Mind you, "Salome" is very nearly a three-person play. It hinges on what happens between King Herod, his wife Herodias, and her daughter (his stepdaughter) the princess Salome. Tim Ottman gave the best performance in the show. His slightly gaunt features in whiteface captured a good look for the King. More importantly, his voice helped that face bring his character to life--and that character is a vampire, albeit not in the supernatural sense. Herod is a man who's tired of life--having seen and done and tasted and tried everything he can think of, and in abundance. Now he reigns out of habit. His royal edicts are born out of whim and terror. Tired of life, yes--but horrified at the thought of death. Superstitious without being able (or willing) to treat spirituality or faith seriously. So he locks up a prophet who speaks out against him, yet refuses to kill the man, no matter how much his queen nags him to do so. The temptation with King Herod is to make him just an obnoxious bore. But Ottman played the pathos of the man. Like an ancient liche who clings to life, his Herod clings to his emptiness yet will recklessly seek to fill it.
In a way he's a mirror of the title character--save that at least Herod has lived. Salome--she has all his ennui but nothing of his wisdom. Having grown up in a decadent court as the King's only child (albeit by marriage), Salome plays the simple social games skillfully but automatically. Her problem? She doesn't really want anything. Not very much anyway. A life without meaning is a life without hope, without any real desire. So when she sees a genuine prophet, someone totally different and (most importantly) brimming with genuine passion, what is her natural reaction? She wants it. Longs for it. Hungers for it.
Hungers for him.
Lita Penaherrera makes for a lovely princess, and has a natural charm about her. There's something nicely catlike about her manner and looks. Banter between her and Herod reminded me weirdly enough of scenes between vampires and their sires in films like "Interview" and "Vampire Journals" and even "Near Dark." A stretch? Not really. What she and Herod have in common is a deep, abiding thirst for life--one that each will go to extremes to slake. How vampiric. And yes, how undead. Not alive, not really, but still moving about making a fuss. Dangerous. Boundless appetite coupled with extraordinary power.
Penaherrera made an unfortunate choice with her Salome--to portray her as a spoiled brat. Demanding her way she did not so much cajole or manipulate or even play as pout and have a temper tantrum. She reminded me of Veruca Salt, a little bit. Instead of a teenager with the world-weariness of an ancient, what we got was a deranged child. She longs for John the Baptist, to touch him, to feel him, to kiss him. When he refuses, she's left unsatisfied enough a terrible idea comes forth.
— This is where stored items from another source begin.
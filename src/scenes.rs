use bevy::prelude::*;

use crate::lattice::{MetricGrid, PointTemplate};
use crate::pulse::{EmissionPulse, GridPulse};

/// Knobs for the demo scene
#[derive(Resource, Debug, Clone)]
pub struct DemoSettings {
    pub grid_size: u32,
    pub spacing: f32,
    pub point_radius: f32,
    pub grid_pulse_speed: f32,
    pub base_intensity: f32,
    pub pulse_frequency: f32,
}

impl Default for DemoSettings {
    fn default() -> Self {
        Self {
            grid_size: 10,
            spacing: 2.0,
            point_radius: 0.25,
            grid_pulse_speed: 2.0,
            base_intensity: 1.0,
            pulse_frequency: 0.5,
        }
    }
}

impl DemoSettings {
    /// Distance from the first to the last point along one axis
    pub fn grid_extent(&self) -> f32 {
        self.grid_size.saturating_sub(1) as f32 * self.spacing
    }
}

// Marker components for scene entities
#[derive(Component)]
pub struct GlowingCube;

#[derive(Component)]
pub struct MetricSpace;

/// Camera, light, a glowing cube and a pulsing lattice spanning
/// `[0, extent]³` in world space
pub fn setup_demo_scene(
    mut commands: Commands,
    settings: Res<DemoSettings>,
    mut meshes: ResMut<Assets<Mesh>>,
    mut materials: ResMut<Assets<StandardMaterial>>,
) {
    let extent = settings.grid_extent();
    let centre = Vec3::splat(extent * 0.5);

    commands.spawn((
        Camera3d::default(),
        Transform::from_translation(
            centre + Vec3::new(extent * 1.2, extent * 0.9, extent * 1.6 + 8.0),
        )
        .looking_at(centre, Vec3::Y),
    ));

    commands.spawn((
        DirectionalLight {
            illuminance: 8_000.0,
            ..default()
        },
        Transform::from_xyz(4.0, 10.0, 6.0).looking_at(centre, Vec3::Y),
    ));

    commands.spawn((
        GlowingCube,
        Mesh3d(meshes.add(Cuboid::new(1.5, 1.5, 1.5))),
        MeshMaterial3d(materials.add(StandardMaterial {
            base_color: Color::srgb(0.1, 0.1, 0.1),
            ..default()
        })),
        EmissionPulse {
            base_intensity: settings.base_intensity,
            frequency: settings.pulse_frequency,
            ..default()
        },
        Transform::from_translation(centre + Vec3::new(0.0, extent * 0.5 + 3.0, 0.0)),
    ));

    let point_template = PointTemplate {
        mesh: meshes.add(Sphere::new(settings.point_radius)),
        material: materials.add(StandardMaterial {
            base_color: Color::srgb(0.8, 0.7, 0.3),
            ..default()
        }),
    };

    commands.spawn((
        MetricSpace,
        MetricGrid::new(settings.grid_size, settings.spacing, point_template),
        GridPulse {
            speed: settings.grid_pulse_speed,
        },
    ));

    info!(
        "Demo scene ready: {}³ grid, spacing {}",
        settings.grid_size, settings.spacing
    );
}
Her stepfather--clearly savoring an incestuous lust that quickens his aging flesh--forever asks her to sit by him, share some fruit with him, drink from the same glass of wine as himself. Dance for him. He finally offers anything she desires up to half of his kingdom if she will but dance for him.
Anything? Anything at all? Yes, he vows. They are both empty and seek to fill themselves even a little.
So she dances. Let it be said this dance was very scenic in many ways. More modern than middle eastern, but then the play was set in a modern era (or some version of one) so no complaints there. Panaherrera is indeed a lovely young lady, and she can indeed dance (having worked with plenty of actors who cannot I realize this is no small thing). One can fully understand Herod's desires. The audience applauded for her dance, quite rightfully so.
Next, she springs the trap. Her price? The head of John the Baptist on a silver platter. Herod, horrified at the thought of either breaking his word or slaying a prophet (the man is intensely superstitious remember), begs and cajoles and tries to negotiate his way out of it. She remains implacable. Her mother (the third major player--quite competently performed by Sasha Ilford--this is a compliment since many actors rarely rise to the level of competence) crows with triumph and pride, under the mistaken impression this is a gift to her from Salome. Ah, no. It is an attempt to feed, to quench an undying thirst for love, for life, for meaning. Salome no less than Herod is a vampire of sorts. Is it any wonder her love story ends with the death of her beloved? That the end of the play is a soliloquy to a severed head--a living dead girl exulting that she may finally kiss Jokanaan's beautiful mouth, then realizing the man she loved is now destroyed. What good his mouth for kissing without a tongue that speaks and kisses back? How can any face remain lovely to behold when the eyes are empty, dull, nothing but flesh with no fire within them. He cannot see her. And Salome...weeps.
Who does not see in her a vampire? Someone neither dead nor alive, eternally hungry and forever unsatisfied, a temptress who kills the man she loves then kisses his bloody dead lips? This production has its faults and honestly, they are many, but the core was there. Appropriately, the co-producers of this show is the Fabulous Monsters Performance Group. If anyone is interested, you can learn more about the show at zombiejoes.com or urbandeath.com.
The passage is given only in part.